- A reitora da Universidade Federal do Rio Grande do Sul (UFRGS), Márcia Cristina Bernardes Barbosa, integrou a lista da Forbes de mulheres que transformam a ciência.
- Em entrevista ao Conexão Roberto D’Avila, da GloboNews, ela alertou que universidades públicas e comunitárias sofrem ataques globais para desacreditar o conhecimento.
- Ela citou um programa da UFRGS com o Ministério da Saúde para formação em educação a distância de Agentes Comunitários de Saúde (ACS), o Projeto Mais Saúde com Agente, que já forma mais de 400 mil ACS.
- Bernardes Barbosa criticou o lobby de empresas de tecnologia e chamou o movimento de tentar criar um “Fast Food” universitário de baixa qualidade, afirmando que big techs têm entendimento incorreto sobre a formação profissional.
- Para enfrentar isso, propôs aproximar as universidades da população por meio de linguagem acessível, presença em ruas, eventos e redes sociais, além de defender a equidade como inovação, citando a diversidade como fator de melhor desempenho financeiro.
A reitora da Universidade Federal do Rio Grande do Sul (UFRGS), Márcia Cristina Bernardes Barbosa, figura em uma lista da Forbes que destaca mulheres que transformam a ciência.
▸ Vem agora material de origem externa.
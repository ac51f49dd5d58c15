//! Step scheduling - the per-tick state machine behind the step timer.
//!
//! Each invocation of the hardware timer callback maps to exactly one
//! [`StepScheduler::tick`]. The scheduler never re-arms anything itself; it
//! returns a [`Wake`] effect and the axis layer maps that onto the platform
//! timer. This keeps the Idle/Traveling transition explicit and testable
//! without hardware.

use super::ramp::RampParams;

/// Effect of one scheduler tick.
#[derive(Debug, Clone, Copy, PartialEq, Eq)]
pub enum Wake {
    /// Issue one step pulse, count it, and re-arm the timer.
    Step {
        /// Delay until the next tick, in microseconds.
        rearm_micros: u64,
    },
    /// The move is exhausted: transition Traveling -> Idle, no pulse.
    Idle,
}

/// Runtime state of the active move.
///
/// One instance per axis, owned behind the axis lock. A new move replaces
/// the state wholesale via [`StepScheduler::begin`]; velocity always
/// restarts from the minimum rate, there is no cruise-through between
/// consecutive moves.
#[derive(Debug, Clone, Copy)]
pub struct StepScheduler {
    /// Steps left in the active move.
    remaining: u32,

    /// Current step rate in rev/s.
    velocity: f32,

    /// Remaining-step count at which deceleration begins.
    trigger: u32,
}

impl StepScheduler {
    /// An idle scheduler with no move in flight.
    pub fn idle(params: &RampParams) -> Self {
        Self {
            remaining: 0,
            velocity: params.min_rps,
            trigger: 0,
        }
    }

    /// Arm the scheduler for a move of `steps` physical steps.
    pub fn begin(params: &RampParams, steps: u32) -> Self {
        Self {
            remaining: steps,
            velocity: params.min_rps,
            trigger: params.deceleration_trigger(steps),
        }
    }

    /// Steps left in the active move.
    #[inline]
    pub fn remaining(&self) -> u32 {
        self.remaining
    }

    /// Current step rate in rev/s.
    #[inline]
    pub fn velocity(&self) -> f32 {
        self.velocity
    }

    /// Remaining-step count at which deceleration begins.
    #[inline]
    pub fn trigger(&self) -> u32 {
        self.trigger
    }

    /// True once the active move is exhausted.
    #[inline]
    pub fn is_exhausted(&self) -> bool {
        self.remaining == 0
    }

    /// Drop the active move, as on stop or an endstop hit.
    pub fn cancel(&mut self, params: &RampParams) {
        self.remaining = 0;
        self.velocity = params.min_rps;
    }

    /// Execute one timer tick.
    ///
    /// While `homing` the remaining-step count is frozen (a homing move is
    /// unbounded) and the re-arm period uses `homing_rps` instead of the
    /// ramped velocity.
    pub fn tick(
        &mut self,
        params: &RampParams,
        steps_per_revolution: u32,
        homing: bool,
        homing_rps: f32,
    ) -> Wake {
        if self.remaining == 0 {
            return Wake::Idle;
        }

        if !homing {
            self.remaining -= 1;
        }

        self.velocity = params.advance(self.velocity, self.remaining, self.trigger);

        let rate = if homing { homing_rps } else { self.velocity };
        let rearm_micros = if rate > 0.0 {
            (1_000_000.0 / (steps_per_revolution as f32 * rate)) as u64
        } else {
            u64::MAX
        };

        Wake::Step { rearm_micros }
    }
}

#[cfg(test)]
mod tests {
    use super::*;

    const SPR: u32 = 200;

    fn params(acceleration_steps: u32) -> RampParams {
        RampParams {
            max_rps: 1.0,
            min_rps: 0.005,
            rps_interval: 1.0 / acceleration_steps as f32,
            acceleration_steps,
        }
    }

    #[test]
    fn test_move_runs_to_exhaustion() {
        let p = params(50);
        let mut sched = StepScheduler::begin(&p, 400);
        assert_eq!(sched.trigger(), 50);

        let mut pulses = 0u32;
        loop {
            match sched.tick(&p, SPR, false, 0.25) {
                Wake::Step { .. } => pulses += 1,
                Wake::Idle => break,
            }
        }

        assert_eq!(pulses, 400);
        assert!(sched.is_exhausted());
    }

    #[test]
    fn test_velocity_profile_is_trapezoidal() {
        let p = params(50);
        let mut sched = StepScheduler::begin(&p, 400);

        let mut last = sched.velocity();
        while let Wake::Step { .. } = sched.tick(&p, SPR, false, 0.25) {
            let v = sched.velocity();
            if sched.remaining() > sched.trigger() {
                assert!(v >= last - 1e-6, "velocity fell during acceleration");
            } else {
                assert!(v <= last + 1e-6, "velocity rose during deceleration");
            }
            assert!(v >= p.min_rps - 1e-6 && v <= p.max_rps + 1e-6);
            last = v;
        }

        // Back at the minimum when the move ends.
        assert!((sched.velocity() - p.min_rps).abs() < 1e-3);
    }

    #[test]
    fn test_short_move_peaks_at_midpoint() {
        let p = params(50);
        let sched = StepScheduler::begin(&p, 10);
        assert_eq!(sched.trigger(), 5);
    }

    #[test]
    fn test_homing_freezes_remaining() {
        let p = params(50);
        let mut sched = StepScheduler::begin(&p, 1);

        for _ in 0..100 {
            match sched.tick(&p, SPR, true, 0.25) {
                Wake::Step { rearm_micros } => {
                    // 0.25 rev/s over 200 steps = 20 ms per step
                    assert_eq!(rearm_micros, 20_000);
                }
                Wake::Idle => panic!("homing move must not exhaust"),
            }
        }
        assert_eq!(sched.remaining(), 1);
    }

    #[test]
    fn test_idle_scheduler_reports_idle() {
        let p = params(50);
        let mut sched = StepScheduler::idle(&p);
        assert_eq!(sched.tick(&p, SPR, false, 0.25), Wake::Idle);
    }

    #[test]
    fn test_cancel_drops_move() {
        let p = params(50);
        let mut sched = StepScheduler::begin(&p, 400);
        assert_eq!(sched.remaining(), 400);
        sched.cancel(&p);
        assert!(sched.is_exhausted());
        assert_eq!(sched.tick(&p, SPR, false, 0.25), Wake::Idle);
    }
}
//! The stepper axis controller.
//!
//! [`StepperAxis`] owns the enable, step and direction lines plus a
//! one-shot [`StepTimer`], and exposes the rotation, slide, homing and
//! endstop surface. All handles are clones of one shared core, so the
//! platform layer keeps a clone to pump [`StepperAxis::on_step_timer`]
//! and [`StepperAxis::on_endstop_edge`] while the application drives
//! moves through another.
//!
//! Mutable state lives behind a bounded-wait [`StateLock`]; the two
//! platform entry points take the lock unbounded because there is no
//! caller to report contention to. A handful of hot counters
//! (`current_step`, `remaining_steps`, the traveling and homing flags,
//! last endstop ids) are additionally mirrored in atomics so status
//! polls never block.

use std::sync::atomic::{AtomicBool, AtomicI64, AtomicU32, AtomicU8, Ordering};
use std::sync::Arc;
use std::time::Duration;

use embedded_hal::digital::OutputPin;

use crate::config::units::{
    Degrees, Revolutions, RevsPerSec, RevsPerSecSquared, SlideUnits, Steps,
};
use crate::config::AxisGeometry;
use crate::endstop::{Edge, EndstopId, SlotUpdate};
use crate::error::{ConfigError, Error, Result, StateError, WaitError};
use crate::motion::{Direction, RampParams, StepScheduler, Wake};
use crate::platform::{EdgeInput, StepTimer};
use crate::sync::{EventFlags, StateLock};

/// Event flag raised when a homing run reaches its endstop.
pub const HOMED: u32 = 1 << 0;
/// Event flag raised when a travel ends, normally or at an endstop.
pub const TRAVEL_ENDED: u32 = 1 << 2;

/// Default homing timeout used by [`StepperAxis::home_default`].
pub const DEFAULT_HOMING_TIMEOUT: Duration = Duration::from_secs(3);

type EndstopCallback = Box<dyn FnMut(EndstopId) + Send + 'static>;

/// Endstop registration state and the user callback slots.
#[derive(Default)]
pub(crate) struct EndstopBank {
    registered: u8,
    on_hit: Option<EndstopCallback>,
    on_released: Option<EndstopCallback>,
}

/// Lock-protected axis state.
pub(crate) struct Inner<EN, STEP, DIR, T> {
    pub(crate) enable_pin: EN,
    pub(crate) step_pin: STEP,
    pub(crate) dir_pin: DIR,
    pub(crate) timer: T,
    pub(crate) geometry: AxisGeometry,
    pub(crate) ramp: RampParams,
    pub(crate) rpss: RevsPerSecSquared,
    pub(crate) homing_rps: f32,
    pub(crate) scheduler: StepScheduler,
    pub(crate) direction: Direction,
    pub(crate) enabled: bool,
    pub(crate) enable_active_low: bool,
    pub(crate) active_braking: bool,
    pub(crate) invert_rotation: bool,
    pub(crate) invert_endstops: bool,
    pub(crate) invert_slide: bool,
    pub(crate) slide_offset: f32,
    pub(crate) endstops: EndstopBank,
}
//! Platform boundary traits.
//!
//! The controller issues exactly three kinds of platform calls: digital
//! line writes (via `embedded_hal::digital::OutputPin`, used directly),
//! one-shot timer scheduling ([`StepTimer`]) and edge interrupt
//! subscription ([`EdgeInput`]). Everything else is platform-free.

#[cfg(feature = "std")]
pub mod host;

#[cfg(all(feature = "alloc", not(feature = "std")))]
use alloc::boxed::Box;

/// A one-shot microsecond timer driving the step scheduler.
///
/// Arming replaces any pending expiry; there is never more than one
/// pending callback, which is what lets the scheduler run without
/// step-level locking. The platform wires the expiry to
/// [`StepperAxis::on_step_timer`](crate::axis::StepperAxis::on_step_timer).
pub trait StepTimer: Send {
    /// Schedule the next expiry `delay_micros` from now, replacing any
    /// pending one.
    fn arm(&mut self, delay_micros: u64);

    /// Drop the pending expiry, if any. Idempotent.
    fn cancel(&mut self);
}

/// Handler invoked from the interrupt context on each edge.
#[cfg(any(feature = "std", feature = "alloc"))]
pub type EdgeHandler = Box<dyn FnMut(crate::endstop::Edge) + Send + 'static>;

/// An edge-interrupt capable digital input, such as an endstop switch line.
#[cfg(any(feature = "std", feature = "alloc"))]
pub trait EdgeInput {
    /// Install the edge handler. The platform must report both rise and
    /// fall edges; the axis performs its own inversion normalization.
    fn subscribe(&mut self, handler: EdgeHandler);
}
//! # stepdrive
//!
//! Asynchronous single-axis stepper motion control with embedded-hal 1.0
//! support.
//!
//! ## Features
//!
//! - **Trapezoidal ramps**: Velocity climbs from a floor rate toward a
//!   plateau and mirrors back down, one increment per physical step
//! - **Timer-paced stepping**: Each step schedules the next through a
//!   one-shot timer, so moves run without a blocked thread
//! - **Endstops and homing**: Two latched endstop inputs, a constant-rate
//!   homing run that zeros the position, and user callbacks per edge
//! - **Bounded waits**: Every API call either acquires the axis state
//!   within a configured bound or returns a contention error
//! - **Configuration-driven**: Axis geometry, rates and polarities load
//!   from TOML
//! - **embedded-hal 1.0**: Uses `OutputPin` for the enable, step and
//!   direction lines
//!
//! ## Quick Start
//!
//! ```rust,ignore
//! use stepdrive::axis::StepperAxisBuilder;
//! use stepdrive::platform::host::ThreadTimer;
//! use stepdrive::{Direction, UnitExt};
//!
//! let config = stepdrive::load_config("axis.toml")?;
//!
//! let (timer, hook) = ThreadTimer::spawn();
//! let axis = StepperAxisBuilder::new(enable_pin, step_pin, dir_pin, timer)
//!     .config(config)
//!     .build()?;
//! let pump = axis.clone();
//! hook.connect(move || pump.on_step_timer());
//!
//! axis.register_endstop(&mut lower_switch)?;
//! axis.home_default()?;
//! axis.rotate(90.0.degrees(), Direction::Clockwise)?;
//! axis.wait_for_travel_end(None)?;
//! ```
//!
//! ## Feature Flags
//!
//! - `std` (default): Enables the axis controller, host platform
//!   adapters, synchronization primitives, file I/O and TOML parsing
//! - `alloc`: Enables heap allocation for no_std with allocator
//! - `defmt`: Enables defmt logging for embedded targets

#![cfg_attr(not(feature = "std"), no_std)]
#![warn(missing_docs)]
#![warn(clippy::all)]
#![deny(unsafe_code)]
// Allow large error types - necessary for no_std with heapless strings
#![allow(clippy::result_large_err)]

#[cfg(feature = "alloc")]
extern crate alloc;

// Core modules, usable without std
pub mod config;
pub mod endstop;
pub mod error;
pub mod motion;
pub mod platform;

// The controller itself needs threads, Arc and blocking waits
#[cfg(feature = "std")]
pub mod axis;
#[cfg(feature = "std")]
pub mod sync;

// Re-exports for ergonomic API
#[cfg(feature = "std")]
pub use axis::{StepperAxis, StepperAxisBuilder};
pub use config::{validate_config, AxisConfig, AxisGeometry};
pub use endstop::{Edge, EndstopId, SlotUpdate};
pub use error::{Error, Result};
pub use motion::{Direction, RampParams, StepScheduler, Wake};

// Configuration loading (std only)
#[cfg(feature = "std")]
pub use config::load_config;

// Unit types
pub use config::units::{
    Degrees, Revolutions, RevsPerSec, RevsPerSecSquared, SlideUnits, Steps, UnitExt,
};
Ela proferiu declarações em entrevista ao Conexão Roberto D’Avila, exibida pela GloboNews.
A pesquisadora alerta sobre um movimento global que busca desacreditar universidades públicas e comunitárias que produzem conhecimento. Segundo ela, o ataque é potencializado por lobbies de grandes empresas de tecnologia.
Bernardes Barbosa defende que as universidades são responsáveis pela implementação de políticas públicas, já que o governo não tem condições de fazer formação em larga escala. Na visão dela, a EAD é ferramenta essencial.
Ela cita o projeto Mais Saúde com Agente, parceria da UFRGS com o Ministério da Saúde, que já forma mais de 400 mil agentes comunitários de saúde. O programa é apresentado como exemplo de atuação pública universitária.
A reitora enxerga um risco de concentração no setor educacional, com a existência de um eventual conglomerado de universidades de baixa qualidade, a que chama de modelo tipo fast food.
Sobre o papel das big techs, Márcia Bernardes critica a ideia de substituição do ambiente de pesquisa universitária por cursos oferecidos por empresas de tecnologia. Ela reforça que a inovação nasce na universidade.
Para enfrentar o movimento, a reitora enfatiza a aproximação das universidades com a população, ampliando linguagem acessível, participação em eventos e presença nas redes sociais.
Diversidade como motor de inovação
Ela destaca que maior diversidade nas equipes acadêmicas está associada a melhor performance financeira das empresas, conforme estudos citados pela pesquisadora.
A reitora sustenta que as cotas foram cruciais para ampliar o acesso, mas reforça que a diversidade precisa se refletir nas discussões e decisões institucionais.
No entendimento dela, salas com visões diferentes promovem soluções mais plurais e eficientes, fortalecendo o impacto social do conhecimento produzido.